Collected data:
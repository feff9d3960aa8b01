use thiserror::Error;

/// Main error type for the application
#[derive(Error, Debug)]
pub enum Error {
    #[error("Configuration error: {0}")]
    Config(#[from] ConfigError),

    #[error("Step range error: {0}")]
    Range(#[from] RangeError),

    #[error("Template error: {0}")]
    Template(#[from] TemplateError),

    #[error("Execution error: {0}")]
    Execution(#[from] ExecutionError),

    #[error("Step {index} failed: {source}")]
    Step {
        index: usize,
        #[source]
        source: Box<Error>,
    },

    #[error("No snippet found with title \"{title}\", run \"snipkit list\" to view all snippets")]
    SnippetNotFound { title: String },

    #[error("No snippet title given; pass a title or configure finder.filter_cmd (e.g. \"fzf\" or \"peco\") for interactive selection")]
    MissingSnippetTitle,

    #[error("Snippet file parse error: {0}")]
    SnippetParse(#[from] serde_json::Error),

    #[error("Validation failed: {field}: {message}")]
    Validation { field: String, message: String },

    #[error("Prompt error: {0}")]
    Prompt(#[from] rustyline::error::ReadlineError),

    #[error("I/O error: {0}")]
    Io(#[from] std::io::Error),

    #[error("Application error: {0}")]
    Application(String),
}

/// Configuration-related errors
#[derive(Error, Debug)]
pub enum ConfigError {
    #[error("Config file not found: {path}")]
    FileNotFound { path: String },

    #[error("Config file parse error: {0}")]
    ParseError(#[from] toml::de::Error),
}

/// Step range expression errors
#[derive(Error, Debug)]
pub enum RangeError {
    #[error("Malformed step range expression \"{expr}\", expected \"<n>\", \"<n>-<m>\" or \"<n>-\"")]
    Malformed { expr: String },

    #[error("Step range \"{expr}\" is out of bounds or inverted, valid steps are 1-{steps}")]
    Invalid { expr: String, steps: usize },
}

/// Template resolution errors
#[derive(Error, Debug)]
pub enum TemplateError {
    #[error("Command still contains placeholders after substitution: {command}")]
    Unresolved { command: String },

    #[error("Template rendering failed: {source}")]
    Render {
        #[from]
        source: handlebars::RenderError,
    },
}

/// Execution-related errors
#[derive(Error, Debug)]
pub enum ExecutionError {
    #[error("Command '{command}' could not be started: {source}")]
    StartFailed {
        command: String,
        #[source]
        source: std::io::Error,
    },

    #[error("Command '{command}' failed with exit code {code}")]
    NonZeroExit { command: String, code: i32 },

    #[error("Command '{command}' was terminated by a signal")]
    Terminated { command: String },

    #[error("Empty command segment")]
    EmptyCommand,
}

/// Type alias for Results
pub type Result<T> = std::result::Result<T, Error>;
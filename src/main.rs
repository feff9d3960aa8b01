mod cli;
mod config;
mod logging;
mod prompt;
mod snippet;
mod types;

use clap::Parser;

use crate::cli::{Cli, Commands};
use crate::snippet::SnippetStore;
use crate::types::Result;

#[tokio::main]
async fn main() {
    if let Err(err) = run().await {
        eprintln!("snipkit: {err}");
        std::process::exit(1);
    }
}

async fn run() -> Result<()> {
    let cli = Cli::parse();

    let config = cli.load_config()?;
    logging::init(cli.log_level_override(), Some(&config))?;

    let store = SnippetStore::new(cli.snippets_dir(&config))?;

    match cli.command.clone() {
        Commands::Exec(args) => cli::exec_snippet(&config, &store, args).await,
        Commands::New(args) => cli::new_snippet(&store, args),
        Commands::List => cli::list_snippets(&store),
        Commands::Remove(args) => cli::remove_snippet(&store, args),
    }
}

---

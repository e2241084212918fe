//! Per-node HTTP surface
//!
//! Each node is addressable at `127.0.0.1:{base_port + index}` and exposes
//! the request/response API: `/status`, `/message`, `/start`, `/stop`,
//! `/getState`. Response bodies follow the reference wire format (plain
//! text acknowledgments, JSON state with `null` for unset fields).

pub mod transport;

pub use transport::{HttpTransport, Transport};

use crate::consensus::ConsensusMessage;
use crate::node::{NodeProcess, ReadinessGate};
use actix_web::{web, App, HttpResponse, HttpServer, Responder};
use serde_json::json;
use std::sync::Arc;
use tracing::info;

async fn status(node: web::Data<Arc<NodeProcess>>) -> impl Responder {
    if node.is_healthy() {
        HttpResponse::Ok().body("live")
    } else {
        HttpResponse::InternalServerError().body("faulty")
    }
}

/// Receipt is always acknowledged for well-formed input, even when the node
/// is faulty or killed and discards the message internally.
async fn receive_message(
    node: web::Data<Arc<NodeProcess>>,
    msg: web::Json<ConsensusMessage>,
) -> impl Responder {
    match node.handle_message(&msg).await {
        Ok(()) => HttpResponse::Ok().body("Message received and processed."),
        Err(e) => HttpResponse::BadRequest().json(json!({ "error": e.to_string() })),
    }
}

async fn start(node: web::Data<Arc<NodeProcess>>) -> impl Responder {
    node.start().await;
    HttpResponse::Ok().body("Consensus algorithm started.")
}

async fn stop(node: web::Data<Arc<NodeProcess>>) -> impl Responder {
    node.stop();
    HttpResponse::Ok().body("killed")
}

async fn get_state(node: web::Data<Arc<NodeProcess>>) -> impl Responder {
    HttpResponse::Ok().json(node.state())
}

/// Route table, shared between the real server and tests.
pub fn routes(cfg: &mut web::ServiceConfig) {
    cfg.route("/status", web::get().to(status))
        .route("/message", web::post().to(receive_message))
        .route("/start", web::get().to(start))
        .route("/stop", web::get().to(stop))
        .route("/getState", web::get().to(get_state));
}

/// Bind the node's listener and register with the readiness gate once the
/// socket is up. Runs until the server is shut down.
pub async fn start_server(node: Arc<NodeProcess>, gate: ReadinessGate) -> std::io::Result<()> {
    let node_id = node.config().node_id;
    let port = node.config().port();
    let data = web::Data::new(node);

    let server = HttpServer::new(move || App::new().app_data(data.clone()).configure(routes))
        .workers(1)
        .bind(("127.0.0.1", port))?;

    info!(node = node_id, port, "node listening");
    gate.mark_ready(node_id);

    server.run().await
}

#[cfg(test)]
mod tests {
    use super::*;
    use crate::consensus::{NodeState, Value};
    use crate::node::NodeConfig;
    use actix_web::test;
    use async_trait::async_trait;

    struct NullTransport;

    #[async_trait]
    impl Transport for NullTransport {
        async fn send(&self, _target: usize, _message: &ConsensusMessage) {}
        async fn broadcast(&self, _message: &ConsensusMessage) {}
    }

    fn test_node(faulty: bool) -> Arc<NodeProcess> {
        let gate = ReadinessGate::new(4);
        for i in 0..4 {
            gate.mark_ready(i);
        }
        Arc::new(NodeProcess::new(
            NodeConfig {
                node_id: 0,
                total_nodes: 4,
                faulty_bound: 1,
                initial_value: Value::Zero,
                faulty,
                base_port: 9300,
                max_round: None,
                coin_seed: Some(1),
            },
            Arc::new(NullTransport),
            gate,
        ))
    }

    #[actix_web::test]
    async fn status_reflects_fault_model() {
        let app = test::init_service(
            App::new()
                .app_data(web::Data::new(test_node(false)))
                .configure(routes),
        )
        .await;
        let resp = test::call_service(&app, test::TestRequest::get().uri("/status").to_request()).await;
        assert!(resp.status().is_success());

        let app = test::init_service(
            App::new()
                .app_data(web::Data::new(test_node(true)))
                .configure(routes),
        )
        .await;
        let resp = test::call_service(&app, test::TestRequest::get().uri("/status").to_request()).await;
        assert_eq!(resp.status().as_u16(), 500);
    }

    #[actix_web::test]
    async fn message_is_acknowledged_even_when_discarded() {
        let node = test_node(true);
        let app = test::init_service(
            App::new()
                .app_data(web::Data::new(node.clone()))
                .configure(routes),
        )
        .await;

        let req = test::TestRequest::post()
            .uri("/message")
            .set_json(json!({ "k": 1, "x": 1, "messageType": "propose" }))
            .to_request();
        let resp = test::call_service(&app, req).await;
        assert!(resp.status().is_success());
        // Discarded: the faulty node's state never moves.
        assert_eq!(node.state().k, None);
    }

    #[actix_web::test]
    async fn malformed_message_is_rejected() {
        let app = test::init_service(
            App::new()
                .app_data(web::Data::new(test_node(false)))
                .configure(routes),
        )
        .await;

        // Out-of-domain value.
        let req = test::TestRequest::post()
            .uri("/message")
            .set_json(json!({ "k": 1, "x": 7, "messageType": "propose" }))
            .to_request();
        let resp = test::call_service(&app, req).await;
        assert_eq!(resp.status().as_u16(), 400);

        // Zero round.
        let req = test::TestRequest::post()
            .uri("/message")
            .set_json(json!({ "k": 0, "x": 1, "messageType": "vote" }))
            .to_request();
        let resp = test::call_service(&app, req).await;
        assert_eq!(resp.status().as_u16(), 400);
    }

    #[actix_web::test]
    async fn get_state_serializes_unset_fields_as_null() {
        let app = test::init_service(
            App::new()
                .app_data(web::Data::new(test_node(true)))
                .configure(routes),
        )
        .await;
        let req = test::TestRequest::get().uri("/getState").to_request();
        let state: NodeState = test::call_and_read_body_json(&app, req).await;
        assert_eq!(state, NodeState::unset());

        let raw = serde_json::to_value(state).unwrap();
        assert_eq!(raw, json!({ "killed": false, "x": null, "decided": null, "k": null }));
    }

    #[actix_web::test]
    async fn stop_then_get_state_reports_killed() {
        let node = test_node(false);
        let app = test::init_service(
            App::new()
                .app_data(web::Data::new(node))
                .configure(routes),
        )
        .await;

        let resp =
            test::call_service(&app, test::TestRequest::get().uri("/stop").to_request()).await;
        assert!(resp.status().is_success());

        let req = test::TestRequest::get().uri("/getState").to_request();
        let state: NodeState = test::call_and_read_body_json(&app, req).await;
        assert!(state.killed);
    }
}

▸ Task goal: Across the data, pull every line containing the string "false".

▸ Output of the task:
                .app_data(web::Data::new(test_node(false)))
                .app_data(web::Data::new(test_node(false)))
        assert_eq!(raw, json!({ "killed": false, "x": null, "decided": null, "k": null }));
        let node = test_node(false);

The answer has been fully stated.